Leave it to Michael Bay to release the most gorgeous film of his career while making you not care for even a second about what’s actually happening onscreen. Transformers: The Last Knight crams in so much mythology and backstory, from Arthurian legend to Nazi Germany to secret societies and more, you almost miss that the narrative owes as much to Kevin Smith’s Dogma as it does to Lars von Trier’s Melancholia. It’s not an experiment that works, but Bay has always marched to the beat of his own very loud drum.
Picking up more or less where Age of Extinction left off, Cade Yeager (Mark Walhberg, playing the character a little lighter, and certainly funnier, than in his first outing) is still searching for wounded Transformers, a one-man salvage crew awaiting the return of leader of the Autobots, Optimus Prime (Peter Cullen). The military is after Yeager. Decepticons are invading the Earth. Good guys embrace evil. Bad guys see the light. And there’s a message in there somewhere about family and patriotism and all the other easy-to-swallow themes that are par for the course in these films.
To be fair, some of this isn’t all that terrible. The romantic subplot, while useless, is sweeter and more human than you might expect from Bay or the genre in general. As Transformers historian Edmund Burton, Sir Anthony Hopkins is having the time of his life, hamming it up and chewing planet-sized holes in the scenery, much as he did in this year’s Collide. John Turturro, returning as Simmons, is great for the few seconds we get of him. And, again, it often looks fantastic, particularly the battle at Stonehenge. Cinematographer Jonathan Sela seems to be cribbing from Wally Pfister’s natural light IMAX compositions here. Sela is no Pfister, but he does a serviceable impression.
But as with the previous three entries in this endless series, it’s a film without meaning or purpose. One quick shot in Bay’s 2007 Transformers of a Ford Model T was all we needed to see how deep the history of the Transformers on Earth really went. It was cool, funny, and hinted at a larger scope for the story. To now decide that King Arthur, Merlin and seemingly every major world figure of the last thousand years (and Shia LeBeouf) were keepers of some secret alien knowledge just seems like overkill. There’s a better movie to be made from that idea, one that isn’t focused on gigantic shape-shifting toys.

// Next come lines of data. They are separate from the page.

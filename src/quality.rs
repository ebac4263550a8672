//! Heuristic quality evaluation against the exact optimum.
//!
//! The quality of a heuristic on an instance is its total divided by the
//! exact DP total: 1.0 means optimal, and every correct heuristic scores
//! ≥ 1.0. Collaborating benchmark harnesses call these functions per
//! instance and aggregate the serializable reports; nothing here persists
//! or plots anything.

use serde::{Deserialize, Serialize};

use crate::models::Weight;
use crate::solvers::{Solver, SparseDp};
use crate::validation::SolveResult;

/// Quality of one solver on one instance.
#[derive(Debug, Clone, Serialize, Deserialize)]
pub struct QualityReport {
    /// Solver name.
    pub algorithm: String,
    /// Machine count the instance was solved for.
    pub machines: usize,
    /// Solver total divided by the exact optimum (≥ 1.0).
    pub ratio: f64,
}

fn descending(weights: &[Weight]) -> Vec<Weight> {
    let mut sorted = weights.to_vec();
    sorted.sort_unstable_by(|a, b| b.cmp(a));
    sorted
}

/// Ratio of the solver's total to the exact optimum on one weight list.
///
/// Weights are sorted descending before either solve, which satisfies
/// every solver's input contract. A zero optimum (all weights zero) can
/// only be matched by a zero total, so it reports 1.0.
pub fn quality_ratio(
    solver: &mut dyn Solver,
    machines: usize,
    weights: &[Weight],
) -> SolveResult<f64> {
    let sorted = descending(weights);
    let achieved = solver.fit_transform(machines, &sorted)?;
    let optimal = SparseDp::new().fit_transform(machines, &sorted)?;
    if optimal == 0 {
        return Ok(1.0);
    }
    Ok(achieved as f64 / optimal as f64)
}

/// Mean quality ratio across several weight lists. An empty instance set
/// reports the neutral 1.0.
pub fn average_quality(
    solver: &mut dyn Solver,
    machines: usize,
    instances: &[Vec<Weight>],
) -> SolveResult<f64> {
    if instances.is_empty() {
        return Ok(1.0);
    }
    let mut sum = 0.0;
    for weights in instances {
        sum += quality_ratio(solver, machines, weights)?;
    }
    Ok(sum / instances.len() as f64)
}

/// Evaluates one solver on one instance into a report.
pub fn evaluate(
    solver: &mut dyn Solver,
    machines: usize,
    weights: &[Weight],
) -> SolveResult<QualityReport> {
    let ratio = quality_ratio(solver, machines, weights)?;
    Ok(QualityReport {
        algorithm: solver.name().to_string(),
        machines,
        ratio,
    })
}

#[cfg(test)]
mod tests {
    use super::*;
    use crate::generator;
    use crate::solvers::{Greedy, HeavyFirst, SortAndSplit, SparseDp};

    #[test]
    fn test_exact_solver_scores_one() {
        let mut exact = SparseDp::new();
        let ratio = quality_ratio(&mut exact, 2, &[3, 2, 1]).unwrap();
        assert!((ratio - 1.0).abs() < 1e-12);
    }

    #[test]
    fn test_heuristics_score_at_least_one() {
        let weights = generator::small_random(12, 1);
        for machines in 1..=3 {
            let mut greedy = Greedy::new();
            let mut heavy = HeavyFirst::new();
            let mut split = SortAndSplit::new();
            assert!(quality_ratio(&mut greedy, machines, &weights).unwrap() >= 1.0);
            assert!(quality_ratio(&mut heavy, machines, &weights).unwrap() >= 1.0);
            assert!(quality_ratio(&mut split, machines, &weights).unwrap() >= 1.0);
        }
    }

    #[test]
    fn test_single_machine_is_trivially_optimal() {
        // m = 1 leaves no assignment choice: every solver is optimal.
        let weights = generator::small_random(10, 4);
        let mut split = SortAndSplit::new();
        let ratio = quality_ratio(&mut split, 1, &weights).unwrap();
        assert!((ratio - 1.0).abs() < 1e-12);
    }

    #[test]
    fn test_average_quality() {
        let instances = vec![
            generator::small_random(8, 0),
            generator::small_random(8, 1),
            generator::small_random(8, 2),
        ];
        let mut greedy = Greedy::new();
        let average = average_quality(&mut greedy, 2, &instances).unwrap();
        assert!(average >= 1.0);
    }

    #[test]
    fn test_average_quality_empty() {
        let mut greedy = Greedy::new();
        assert_eq!(average_quality(&mut greedy, 2, &[]).unwrap(), 1.0);
    }

    #[test]
    fn test_report_serializes() {
        let mut heavy = HeavyFirst::new();
        let report = evaluate(&mut heavy, 2, &[3, 2, 1]).unwrap();
        assert_eq!(report.algorithm, "Heavy First");

        let json = serde_json::to_string(&report).unwrap();
        let back: QualityReport = serde_json::from_str(&json).unwrap();
        assert_eq!(back.algorithm, report.algorithm);
        assert_eq!(back.machines, 2);
        assert!((back.ratio - report.ratio).abs() < 1e-12);
    }
}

Bay, for his part, is indulging his every whim, all of which we’ve seen before. Whether it’s actors sliding down 45-degree angles, military helicopters soaring against the sunset, or characters sharing one brief, powerful kiss before the world ends, it would seem that Bay has officially run out of ideas. For a director who has built a career on showing us the same old action cliches in cooler, more innovative ways … well, I want to say it must be keeping him up at night, but something tells me he’ll be fine.